Но Иванову нисколько не было стыдно, потому что он мог привести в подтверждение целые десятки текстов из древних книг, в кожаных переплетах, с застежками… В экклезиасте сказано одно, а в апокалипсисе прибавлено другое, что же касается до святоотческих писаний, — то они дают знатокам неисчерпаемый источник для самых суеверных толкований в этом роде. И все это сводится к тому, что антихрист напоследок будет брать мир лестью, а не гонением, «и будет последняя горше первых…»
Трудно сказать, какой оборот мог принять этот богословский диспут земского начальника с начетчиком, если не предположить, конечно, возможное его окончание кутузкой.
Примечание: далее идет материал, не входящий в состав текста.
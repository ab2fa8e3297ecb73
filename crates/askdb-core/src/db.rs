//! Durable query log backed by SQLite.
//!
//! This is the system of record for history, favorites, and analytics.
//! Every executed query is appended here unconditionally; the in-memory
//! recency cache in [`crate::history`] is rebuilt on top of it.

use crate::error::Result;
use crate::models::{QueryRecord, WidgetType};
use crate::schema::SCHEMA;
use chrono::{DateTime, Utc};
use sqlx::sqlite::{SqliteConnectOptions, SqlitePoolOptions};
use sqlx::{Row, SqlitePool};
use std::path::Path;
use std::str::FromStr;

/// Handle to the durable query log.
pub struct Database {
    pool: SqlitePool,
}

impl Database {
    /// Open or create a database at the given path.
    pub async fn open(path: &Path) -> Result<Self> {
        let parent = path.parent().unwrap_or(Path::new("."));
        if !parent.exists() {
            std::fs::create_dir_all(parent)?;
        }

        let options = SqliteConnectOptions::from_str(&format!("sqlite:{}", path.display()))?
            .create_if_missing(true)
            .journal_mode(sqlx::sqlite::SqliteJournalMode::Wal);

        let pool = SqlitePoolOptions::new()
            .max_connections(5)
            .connect_with(options)
            .await?;

        let db = Self { pool };
        db.init().await?;
        Ok(db)
    }

    /// Initialize schema.
    async fn init(&self) -> Result<()> {
        sqlx::raw_sql(SCHEMA).execute(&self.pool).await?;
        Ok(())
    }

    /// Get the connection pool.
    pub fn pool(&self) -> &SqlitePool {
        &self.pool
    }

    /// Close the database.
    pub async fn close(&self) {
        self.pool.close().await;
    }

    /// Append a query record. A record is either fully committed or not
    /// committed at all.
    pub async fn insert_query(&self, record: &QueryRecord) -> Result<()> {
        sqlx::query(
            r#"
            INSERT INTO queries (
                id, session_id, user_id, question, sql, tables,
                row_count, execution_time_ms, success, error_message,
                widget_type, is_favorite, favorite_name, tags, created_at
            ) VALUES (?, ?, ?, ?, ?, ?, ?, ?, ?, ?, ?, ?, ?, ?, ?)
            "#,
        )
        .bind(&record.id)
        .bind(&record.session_id)
        .bind(&record.user_id)
        .bind(&record.question)
        .bind(&record.sql)
        .bind(serde_json::to_string(&record.tables)?)
        .bind(record.row_count)
        .bind(record.execution_time_ms)
        .bind(record.success)
        .bind(&record.error_message)
        .bind(record.widget_type.as_str())
        .bind(record.is_favorite)
        .bind(&record.favorite_name)
        .bind(serde_json::to_string(&record.tags)?)
        .bind(record.created_at.timestamp_millis())
        .execute(&self.pool)
        .await?;
        Ok(())
    }

    /// Get a single query by ID.
    pub async fn get_query(&self, id: &str) -> Result<Option<QueryRecord>> {
        let row = sqlx::query("SELECT * FROM queries WHERE id = ?")
            .bind(id)
            .fetch_optional(&self.pool)
            .await?;

        Ok(row.map(|row| query_from_row(&row)))
    }

    /// All records for a session, newest first. Same-millisecond inserts
    /// keep insertion order via the rowid tiebreak.
    pub async fn session_queries(&self, session_id: &str) -> Result<Vec<QueryRecord>> {
        let rows = sqlx::query(
            "SELECT * FROM queries WHERE session_id = ? ORDER BY created_at DESC, rowid DESC",
        )
        .bind(session_id)
        .fetch_all(&self.pool)
        .await?;

        Ok(rows.iter().map(query_from_row).collect())
    }

    /// Records created at or after the cutoff, oldest first, optionally
    /// restricted to one widget type.
    pub async fn records_since(
        &self,
        cutoff: DateTime<Utc>,
        widget_type: Option<WidgetType>,
    ) -> Result<Vec<QueryRecord>> {
        let rows = match widget_type {
            Some(widget) => {
                sqlx::query(
                    "SELECT * FROM queries WHERE created_at >= ? AND widget_type = ? \
                     ORDER BY created_at ASC, rowid ASC",
                )
                .bind(cutoff.timestamp_millis())
                .bind(widget.as_str())
                .fetch_all(&self.pool)
                .await?
            }
            None => {
                sqlx::query(
                    "SELECT * FROM queries WHERE created_at >= ? \
                     ORDER BY created_at ASC, rowid ASC",
                )
                .bind(cutoff.timestamp_millis())
                .fetch_all(&self.pool)
                .await?
            }
        };

        Ok(rows.iter().map(query_from_row).collect())
    }

    /// Update the favorite flag and name of a query.
    /// Returns false if the ID is unknown.
    pub async fn set_favorite(
        &self,
        id: &str,
        is_favorite: bool,
        favorite_name: Option<&str>,
    ) -> Result<bool> {
        let result = sqlx::query("UPDATE queries SET is_favorite = ?, favorite_name = ? WHERE id = ?")
            .bind(is_favorite)
            .bind(favorite_name)
            .bind(id)
            .execute(&self.pool)
            .await?;
        Ok(result.rows_affected() > 0)
    }

    /// Replace the tags of a query.
    pub async fn update_tags(&self, id: &str, tags: &[String]) -> Result<bool> {
        let result = sqlx::query("UPDATE queries SET tags = ? WHERE id = ?")
            .bind(serde_json::to_string(tags)?)
            .bind(id)
            .execute(&self.pool)
            .await?;
        Ok(result.rows_affected() > 0)
    }

    /// Delete a query. Returns false if the ID is unknown.
    pub async fn delete_query(&self, id: &str) -> Result<bool> {
        let result = sqlx::query("DELETE FROM queries WHERE id = ?")
            .bind(id)
            .execute(&self.pool)
            .await?;
        Ok(result.rows_affected() > 0)
    }

    /// Delete every non-favorite record for a session. Favorites survive.
    /// Returns the number of rows removed.
    pub async fn clear_session_history(&self, session_id: &str) -> Result<u64> {
        let result = sqlx::query("DELETE FROM queries WHERE session_id = ? AND is_favorite = 0")
            .bind(session_id)
            .execute(&self.pool)
            .await?;
        Ok(result.rows_affected())
    }

    /// All favorite records, oldest first.
    pub async fn favorites(&self) -> Result<Vec<QueryRecord>> {
        let rows = sqlx::query(
            "SELECT * FROM queries WHERE is_favorite = 1 ORDER BY created_at ASC, rowid ASC",
        )
        .fetch_all(&self.pool)
        .await?;

        Ok(rows.iter().map(query_from_row).collect())
    }

    /// Number of favorite records.
    pub async fn count_favorites(&self) -> Result<i64> {
        let count: (i64,) = sqlx::query_as("SELECT COUNT(*) FROM queries WHERE is_favorite = 1")
            .fetch_one(&self.pool)
            .await?;
        Ok(count.0)
    }

    /// The favorite with the smallest created_at, if any.
    pub async fn oldest_favorite(&self) -> Result<Option<QueryRecord>> {
        let row = sqlx::query(
            "SELECT * FROM queries WHERE is_favorite = 1 \
             ORDER BY created_at ASC, rowid ASC LIMIT 1",
        )
        .fetch_optional(&self.pool)
        .await?;

        Ok(row.map(|row| query_from_row(&row)))
    }

    /// Log health: total records plus the oldest and newest timestamps.
    pub async fn stats(&self) -> Result<LogStats> {
        let row = sqlx::query(
            "SELECT COUNT(*) as total, MIN(created_at) as oldest, MAX(created_at) as newest \
             FROM queries",
        )
        .fetch_one(&self.pool)
        .await?;

        Ok(LogStats {
            total: row.get("total"),
            oldest: row
                .get::<Option<i64>, _>("oldest")
                .and_then(datetime_from_millis),
            newest: row
                .get::<Option<i64>, _>("newest")
                .and_then(datetime_from_millis),
        })
    }
}

/// Log health summary.
#[derive(Debug, Clone, serde::Serialize)]
pub struct LogStats {
    pub total: i64,
    pub oldest: Option<DateTime<Utc>>,
    pub newest: Option<DateTime<Utc>>,
}

fn datetime_from_millis(ms: i64) -> Option<DateTime<Utc>> {
    DateTime::from_timestamp_millis(ms).map(|dt| dt.with_timezone(&Utc))
}

fn query_from_row(row: &sqlx::sqlite::SqliteRow) -> QueryRecord {
    QueryRecord {
        id: row.get("id"),
        session_id: row.get("session_id"),
        user_id: row.get("user_id"),
        question: row.get("question"),
        sql: row.get("sql"),
        tables: row
            .get::<Option<String>, _>("tables")
            .and_then(|s| serde_json::from_str(&s).ok())
            .unwrap_or_default(),
        row_count: row.get("row_count"),
        execution_time_ms: row.get("execution_time_ms"),
        success: row.get("success"),
        error_message: row.get("error_message"),
        widget_type: WidgetType::from(row.get::<&str, _>("widget_type")),
        is_favorite: row.get("is_favorite"),
        favorite_name: row.get("favorite_name"),
        tags: row
            .get::<Option<String>, _>("tags")
            .and_then(|s| serde_json::from_str(&s).ok())
            .unwrap_or_default(),
        created_at: datetime_from_millis(row.get::<i64, _>("created_at")).unwrap_or_default(),
    }
}
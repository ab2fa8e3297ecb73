//! Authenticated-session registry with sliding TTL expiry.

use crate::models::AuthSession;
use parking_lot::Mutex;
use std::collections::HashMap;

/// Default session lifetime: 8 hours of inactivity.
pub const DEFAULT_SESSION_TTL_MINUTES: i64 = 480;

/// Thread-safe registry of authenticated sessions.
///
/// Each session owns an opaque database config blob handed over at login.
/// Expiry is lazy on access plus a periodic sweep; every successful read
/// renews the lease.
pub struct SessionStore {
    sessions: Mutex<HashMap<String, AuthSession>>,
    ttl_minutes: i64,
}

impl SessionStore {
    pub fn new(ttl_minutes: i64) -> Self {
        tracing::info!(ttl_minutes, "session store initialized");
        Self {
            sessions: Mutex::new(HashMap::new()),
            ttl_minutes,
        }
    }

    /// Create a session for an authenticated user. The credential check
    /// itself happens elsewhere; by the time we are called it succeeded.
    pub fn create(&self, username: &str, db_config: serde_json::Value) -> String {
        let session = AuthSession::new(username, db_config, self.ttl_minutes);
        let id = session.id.clone();
        self.sessions.lock().insert(id.clone(), session);
        tracing::info!(username, session = %short_id(&id), "session created");
        id
    }

    /// Look up a session. Expired entries are evicted and reported as
    /// absent; a live hit renews the sliding lease before returning.
    pub fn get(&self, id: &str) -> Option<AuthSession> {
        let mut sessions = self.sessions.lock();
        let session = sessions.get_mut(id)?;

        if session.is_expired() {
            tracing::debug!(session = %short_id(id), "session expired on access");
            sessions.remove(id);
            return None;
        }

        session.touch();
        Some(session.clone())
    }

    /// Check whether a session is live.
    pub fn validate(&self, id: &str) -> bool {
        self.get(id).is_some()
    }

    /// The opaque database config owned by a session.
    pub fn db_config(&self, id: &str) -> Option<serde_json::Value> {
        self.get(id).map(|session| session.db_config)
    }

    /// Attach a conversation id to a session. The link is lookup-only;
    /// deleting either side never cascades.
    pub fn link_conversation(&self, id: &str, conversation_id: &str) -> bool {
        let mut sessions = self.sessions.lock();
        match sessions.get_mut(id) {
            Some(session) if !session.is_expired() => {
                session.conversation_id = Some(conversation_id.to_string());
                session.touch();
                true
            }
            _ => false,
        }
    }

    /// Remove a session unconditionally. Returns false if absent.
    pub fn destroy(&self, id: &str) -> bool {
        let removed = self.sessions.lock().remove(id);
        if let Some(session) = &removed {
            tracing::info!(username = %session.username, session = %short_id(id), "session destroyed");
        }
        removed.is_some()
    }

    /// Remove every expired session under one exclusive lock.
    /// Returns the number removed.
    pub fn sweep(&self) -> usize {
        let mut sessions = self.sessions.lock();
        let before = sessions.len();
        sessions.retain(|_, session| !session.is_expired());
        before - sessions.len()
    }

    /// Snapshot of store occupancy.
    pub fn stats(&self) -> SessionStats {
        let sessions = self.sessions.lock();
        let active = sessions.values().filter(|s| !s.is_expired()).count();
        SessionStats {
            total_sessions: sessions.len(),
            active_sessions: active,
            ttl_minutes: self.ttl_minutes,
        }
    }

    /// All live sessions, for the admin surface.
    pub fn list(&self) -> Vec<AuthSession> {
        self.sessions
            .lock()
            .values()
            .filter(|s| !s.is_expired())
            .cloned()
            .collect()
    }
}

/// Session store occupancy snapshot.
#[derive(Debug, Clone, serde::Serialize)]
pub struct SessionStats {
    pub total_sessions: usize,
    pub active_sessions: usize,
    pub ttl_minutes: i64,
}

fn short_id(id: &str) -> &str {
    id.get(..8).unwrap_or(id)
}

#[cfg(test)]
#[path = "sessions_tests.rs"]
mod tests;
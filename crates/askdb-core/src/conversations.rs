//! Per-conversation message logs with TTL and context windowing.

use crate::models::{ContextMessage, ConversationMessage, ConversationSession, MessageRole};
use chrono::{DateTime, Utc};
use parking_lot::Mutex;
use std::collections::HashMap;

/// Default conversation lifetime: 60 minutes of inactivity.
pub const DEFAULT_CONVERSATION_TTL_MINUTES: i64 = 60;

/// Default number of trailing messages sent to the language model.
pub const DEFAULT_MAX_CONTEXT_MESSAGES: usize = 10;

/// Registry of conversation sessions. Independent TTL from auth sessions.
pub struct ConversationStore {
    sessions: Mutex<HashMap<String, ConversationSession>>,
    ttl_minutes: i64,
}

impl ConversationStore {
    pub fn new(ttl_minutes: i64) -> Self {
        tracing::info!(ttl_minutes, "conversation store initialized");
        Self {
            sessions: Mutex::new(HashMap::new()),
            ttl_minutes,
        }
    }

    /// Resume a live conversation or start a fresh one.
    ///
    /// A live id is touched and returned as-is; an expired or unknown id is
    /// discarded and a new conversation is allocated in its place.
    pub fn get_or_create(&self, id: Option<&str>) -> (String, ConversationSession) {
        let mut sessions = self.sessions.lock();

        if let Some(id) = id {
            match sessions.get_mut(id) {
                Some(session) if !session.is_expired() => {
                    session.touch();
                    return (id.to_string(), session.clone());
                }
                Some(_) => {
                    tracing::debug!(conversation = %short_id(id), "conversation expired, reissuing");
                    sessions.remove(id);
                }
                None => {}
            }
        }

        let session = ConversationSession::new(self.ttl_minutes);
        let new_id = session.id.clone();
        sessions.insert(new_id.clone(), session.clone());
        tracing::debug!(conversation = %short_id(&new_id), "conversation created");
        (new_id, session)
    }

    /// Append a message, auto-creating the conversation if missing.
    /// Messages are immutable once appended.
    pub fn append(
        &self,
        id: &str,
        role: MessageRole,
        content: &str,
        metadata: serde_json::Value,
    ) {
        let mut sessions = self.sessions.lock();
        let session = sessions.entry(id.to_string()).or_insert_with(|| {
            let mut fresh = ConversationSession::new(self.ttl_minutes);
            fresh.id = id.to_string();
            fresh
        });
        session
            .messages
            .push(ConversationMessage::new(role, content, metadata));
        session.touch();
    }

    /// The trailing window of messages in role/content form, optionally led
    /// by a synthetic system entry. Read-only: never touches the session.
    pub fn context(
        &self,
        id: &str,
        max_messages: usize,
        system_preamble: Option<&str>,
    ) -> Vec<ContextMessage> {
        let sessions = self.sessions.lock();

        let mut context = Vec::new();
        if let Some(preamble) = system_preamble {
            context.push(ContextMessage {
                role: MessageRole::System,
                content: preamble.to_string(),
            });
        }

        if let Some(session) = sessions.get(id) {
            let skip = session.messages.len().saturating_sub(max_messages);
            context.extend(session.messages[skip..].iter().map(ConversationMessage::to_context));
        }

        context
    }

    /// Full message log for a conversation.
    pub fn history(&self, id: &str) -> Vec<ConversationMessage> {
        self.sessions
            .lock()
            .get(id)
            .map(|session| session.messages.clone())
            .unwrap_or_default()
    }

    /// Empty the message log but keep the conversation's identity and
    /// created_at.
    pub fn clear(&self, id: &str) {
        let mut sessions = self.sessions.lock();
        if let Some(session) = sessions.get_mut(id) {
            session.messages.clear();
            session.touch();
        }
    }

    /// Remove a conversation entirely. Returns false if absent.
    pub fn delete(&self, id: &str) -> bool {
        self.sessions.lock().remove(id).is_some()
    }

    /// Remove every expired conversation. Returns the number removed.
    pub fn sweep(&self) -> usize {
        let mut sessions = self.sessions.lock();
        let before = sessions.len();
        sessions.retain(|_, session| !session.is_expired());
        before - sessions.len()
    }

    /// Snapshot of store occupancy.
    pub fn stats(&self) -> ConversationStats {
        let sessions = self.sessions.lock();
        let total_messages: usize = sessions.values().map(|s| s.messages.len()).sum();
        let active = sessions.values().filter(|s| !s.is_expired()).count();
        ConversationStats {
            total_sessions: sessions.len(),
            active_sessions: active,
            total_messages,
            ttl_minutes: self.ttl_minutes,
        }
    }

    /// Summary for one conversation, if it exists.
    pub fn summary(&self, id: &str) -> Option<ConversationSummary> {
        let sessions = self.sessions.lock();
        sessions.get(id).map(|session| ConversationSummary {
            id: session.id.clone(),
            message_count: session.messages.len(),
            created_at: session.created_at,
            last_activity: session.last_activity,
        })
    }
}

/// Conversation store occupancy snapshot.
#[derive(Debug, Clone, serde::Serialize)]
pub struct ConversationStats {
    pub total_sessions: usize,
    pub active_sessions: usize,
    pub total_messages: usize,
    pub ttl_minutes: i64,
}

/// Summary of a single conversation.
#[derive(Debug, Clone, serde::Serialize)]
pub struct ConversationSummary {
    pub id: String,
    pub message_count: usize,
    pub created_at: DateTime<Utc>,
    pub last_activity: DateTime<Utc>,
}

fn short_id(id: &str) -> &str {
    id.get(..8).unwrap_or(id)
}

#[cfg(test)]
#[path = "conversations_tests.rs"]
mod tests;
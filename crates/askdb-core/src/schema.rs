//! Database schema for the durable query log.

/// SQL schema for the append-only query log.
pub const SCHEMA: &str = r#"
-- Query log table: one row per executed query, system of record for
-- history, favorites, and analytics.
CREATE TABLE IF NOT EXISTS queries (
    id TEXT PRIMARY KEY,
    session_id TEXT NOT NULL,
    user_id TEXT,
    question TEXT NOT NULL,
    sql TEXT NOT NULL,
    tables TEXT NOT NULL DEFAULT '[]',
    row_count INTEGER NOT NULL DEFAULT 0,
    execution_time_ms REAL NOT NULL DEFAULT 0,
    success INTEGER NOT NULL DEFAULT 1,
    error_message TEXT,
    widget_type TEXT NOT NULL DEFAULT 'default',
    is_favorite INTEGER NOT NULL DEFAULT 0,
    favorite_name TEXT,
    tags TEXT NOT NULL DEFAULT '[]',
    created_at INTEGER NOT NULL
);

CREATE INDEX IF NOT EXISTS idx_queries_session_id ON queries(session_id);
CREATE INDEX IF NOT EXISTS idx_queries_user_id ON queries(user_id);
CREATE INDEX IF NOT EXISTS idx_queries_widget_type ON queries(widget_type);
CREATE INDEX IF NOT EXISTS idx_queries_created_at ON queries(created_at);
CREATE INDEX IF NOT EXISTS idx_queries_success ON queries(success);
CREATE INDEX IF NOT EXISTS idx_queries_is_favorite ON queries(is_favorite);
"#;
К счастью, один сведущий человек, наклонясь к начальнику, сообщил новый аргумент: оказалось, что двое детей самого диспутанта ходят в столовую.
— Как же тебе, Иванов, не стыдно? — опять повторил начальник.
Но Иванову хоть, может быть, и было немного стыдно, но именно только немного… Потому что тексты и толки у среднего человека все-таки отвлеченность, своего рода игра ума, а хлеб есть хлеб, и рука, протянувшая хлеб, видимо давала не камень… И ясный смысл Христовой заповеди, выражавшейся в реальном факте любви и милосердия, был и всегда будет сильнее запутанной казуистики всяких начетчиков.
И он был сильнее всюду… Легенда получала самые очевидные подтверждения. На мешках из Особого комитета стояли «печати», в Слободе раздавали детям печение, пожертвованное Эйнемом или Сиу, и на каждой такой лепешке все воочию видели надпись Albert (даже не по-русски), а кругом S. Siou et C-ie… Старцы и бабы внушали, что это-то и есть печати самого антихриста. И все-таки хлеб принимали, печение ели (к великому соблазну не только старых баб, но и одного уездного сотрудника «Гражданина», который написал по этому поводу очень язвительную статейку)… И в мои столовые записывались всюду весьма охотно.
Однажды у окна избы, где я остановился на несколько дней, в Большом Болдине, раздался легкий стук и известный напев имени Христова. Я наклонился и испугал своим городским видом стоявшую под окном молодую мордовку с жалобно плакавшим ребенком на руках. Она приходила к А. Л. Пушкину просить ссуду, а я хорошо знал, каковы будут результаты просьбы. Поэтому я дал ей немного денег и спросил, откуда она.
— Из Кельдюшева.
Мне предстояло дня через три побывать в этом селе для открытия столовой, и потому я захотел вперед наметить одну кандидатку.
— Как зовут?
— Дарья.
— Прозвание?
— Кюльмаева.
Я вынул записную книжку и видел, с каким непритворным ужасом отнеслась она к таинственной операции записывания ее фамилии… Когда я кончил, она отошла быстрыми шагами, и долго еще, сидя за чаем, я наблюдал в окно кучку мордовок, с участием расспрашивавших Дарью, постигнутую таким своеобразным несчастием, и подозрительно глядевших на мои окна… Легенда в это время уже была в ходу…
Через три дня я, действительно, был в Кельдюшеве и узнал от священника о. Померанцева, что среди его прихожанок есть некая тревога. «Какой-то» записал одну из них с неизвестною целью, и она приходила советоваться со священником, как ей быть в таких удивительных обстоятельствах… Тут же в возможно деликатной форме о. Померанцев сообщил мне, что подозреваюсь в этом коварном поступке именно я, по моему званию «слуги антихриста». Это даже несколько беспокоило батюшку ввиду многолюдного мордовского схода, который я просил собрать для составления списков.